In the event of a decision to withdraw from the euro, the most likely mechanism will be that the announcement will be made on a Friday morning, and exchange controls implemented immediately. Bank accounts and transfers will be frozen, and a bank holiday declared for the next Monday, and possibly Tuesday. This gives four or five full days for the Hellenic Central Bank to complete the transfer.

As soon as the decision is announced and bank accounts frozen, money held in bank accounts will be redenominated from euro into New Drachma at whatever exchange rate the Bank of Greece and ECB agree on. Physical coins and banknotes held in Greece will be made invalid and exchanged for Drachmae.

There will be little need to stamp existing euro in Greece as they already all have national symbols.
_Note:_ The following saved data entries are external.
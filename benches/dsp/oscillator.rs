//! Benchmarks for oscillator waveform generation.

use std::hint::black_box;

use criterion::{BenchmarkId, Criterion};
use saavy_synth::dsp::{oscillator::Oscillator, Waveform};

use crate::{BLOCK_SIZES, SAMPLE_RATE};

pub fn bench_oscillator(c: &mut Criterion) {
    let mut group = c.benchmark_group("dsp/oscillator");

    for &size in BLOCK_SIZES {
        let mut buffer = vec![0.0f32; size];

        for waveform in [Waveform::Sine, Waveform::Sawtooth, Waveform::Square, Waveform::Triangle] {
            let mut osc = Oscillator::new(waveform, 440.0);
            group.bench_with_input(BenchmarkId::new(waveform.name(), size), &size, |b, _| {
                b.iter(|| {
                    osc.render(black_box(&mut buffer), SAMPLE_RATE);
                })
            });
        }

        // Per-sample frequency deviation, as the FM path drives it
        let mut carrier = Oscillator::new(Waveform::Sine, 440.0);
        let mut modulator = Oscillator::new(Waveform::Sine, 880.0);
        group.bench_with_input(BenchmarkId::new("fm_pair", size), &size, |b, _| {
            b.iter(|| {
                for sample in buffer.iter_mut() {
                    let deviation = modulator.next_sample(0.0, SAMPLE_RATE) * 200.0;
                    *sample = carrier.next_sample(black_box(deviation), SAMPLE_RATE);
                }
            })
        });
    }

    group.finish();
}
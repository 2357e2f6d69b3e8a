//! Benchmarks for the ADSR envelope generator.

use std::hint::black_box;

use criterion::{BenchmarkId, Criterion};
use saavy_synth::dsp::envelope::Envelope;
use saavy_synth::graph::RenderCtx;

use crate::{BLOCK_SIZES, SAMPLE_RATE};

pub fn bench_envelope(c: &mut Criterion) {
    let mut group = c.benchmark_group("dsp/envelope");
    let ctx = RenderCtx::from_freq(SAMPLE_RATE, 440.0, 100.0);

    for &size in BLOCK_SIZES {
        let mut buffer = vec![0.0f32; size];

        // Ramping stages: retrigger so every block stays in attack
        let mut env = Envelope::adsr(1.0, 0.3, 0.6, 0.5);
        group.bench_with_input(BenchmarkId::new("attack", size), &size, |b, _| {
            b.iter(|| {
                env.note_on(&ctx);
                env.render(black_box(&mut buffer), black_box(&ctx));
            })
        });

        let mut env = Envelope::adsr(0.001, 0.001, 0.6, 0.5);
        env.note_on(&ctx);
        for _ in 0..200 {
            env.next_sample(&ctx);
        }
        group.bench_with_input(BenchmarkId::new("sustain", size), &size, |b, _| {
            b.iter(|| {
                env.render(black_box(&mut buffer), black_box(&ctx));
            })
        });

        let mut env = Envelope::adsr(0.001, 0.001, 0.6, 1.0);
        group.bench_with_input(BenchmarkId::new("release", size), &size, |b, _| {
            b.iter(|| {
                env.note_on(&ctx);
                env.next_sample(&ctx);
                env.note_off(&ctx);
                env.render(black_box(&mut buffer), black_box(&ctx));
            })
        });
    }

    group.finish();
}
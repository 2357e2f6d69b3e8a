//! Benchmarks for the whole render path: command drain, voices, master bus.

use std::hint::black_box;

use criterion::{BenchmarkId, Criterion};
use saavy_synth::{EngineConfig, NoteId, SynthEngine};

use crate::{BLOCK_SIZES, SAMPLE_RATE};

pub fn bench_engine(c: &mut Criterion) {
    let mut group = c.benchmark_group("scenarios/engine");

    for voices in [1usize, 8, 32] {
        for &size in BLOCK_SIZES {
            let config = EngineConfig::default()
                .with_sample_rate(SAMPLE_RATE)
                .with_seed(9)
                .with_watchdog(3_600.0);
            let Ok((mut engine, mut renderer)) = SynthEngine::new(config) else {
                return;
            };
            for i in 0..voices {
                let _ = engine.play(NoteId::from_midi(36 + i as u8 * 2));
            }

            let mut left = vec![0.0f32; size];
            let mut right = vec![0.0f32; size];
            let id = format!("{}_voices", voices);
            group.bench_with_input(BenchmarkId::new(id, size), &size, |b, _| {
                b.iter(|| {
                    renderer.render(black_box(&mut left), black_box(&mut right));
                })
            });
        }
    }

    group.finish();
}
Coins, of course, are immediately identifiable by the national symbol on the obverse. It is, though, little-known that although all euro banknotes carry a common design, they also have an identifier of the country of issue: the first letter of the serial number. Greek banknotes have Y as their identifier. 

To protect the economy and deposits from bank runs, it is likely that all banks will be immediately nationalised.

It is not completely unlikely that the New Drachma will be a currency based, at least initially, entirely on banknotes to save on the cost of minting coins. This option is already in use in the Republic of Belarus. This also has the added advantage that when the ND collapses in value - which is, after all, the entire point of it - against the euro, it will be much easier to redenominate banknotes. 

Greece's economy is one based almost entirely internally. This will make it easier to carry out the transition, whilst also bringing in hard currency through tourism, its only major "export". It is quite likely that one will not be able to purchase or sell New Drachmae officially outside the country, which is the case with the Serbian dinar. I learned that one to my cost when I was unable to exchange my dinars for Hungarian forints in Budapest after leaving Serbia a couple of years ago. This means that Greece will be able to build reasonably substantial foreign currency reserves in short order. 

The transition from the euro to a New Drachmae will not be easy - but if accomplished quickly and in great secrecy, it ought not to be overly complex.

De La Rue, the currency printers, estimate that from order to delivery, the institution of a new currency can be accomplished in a matter of months. The Greek government took office on January 26th. I note, without comment, that all Greek banks are scheduled to close on the afternoon of April 9th and reopen on April 14th for an Orthodox religious holiday. That gives four full days of bank closures. This would be a convenient time to announce a changeover without risking a bank run.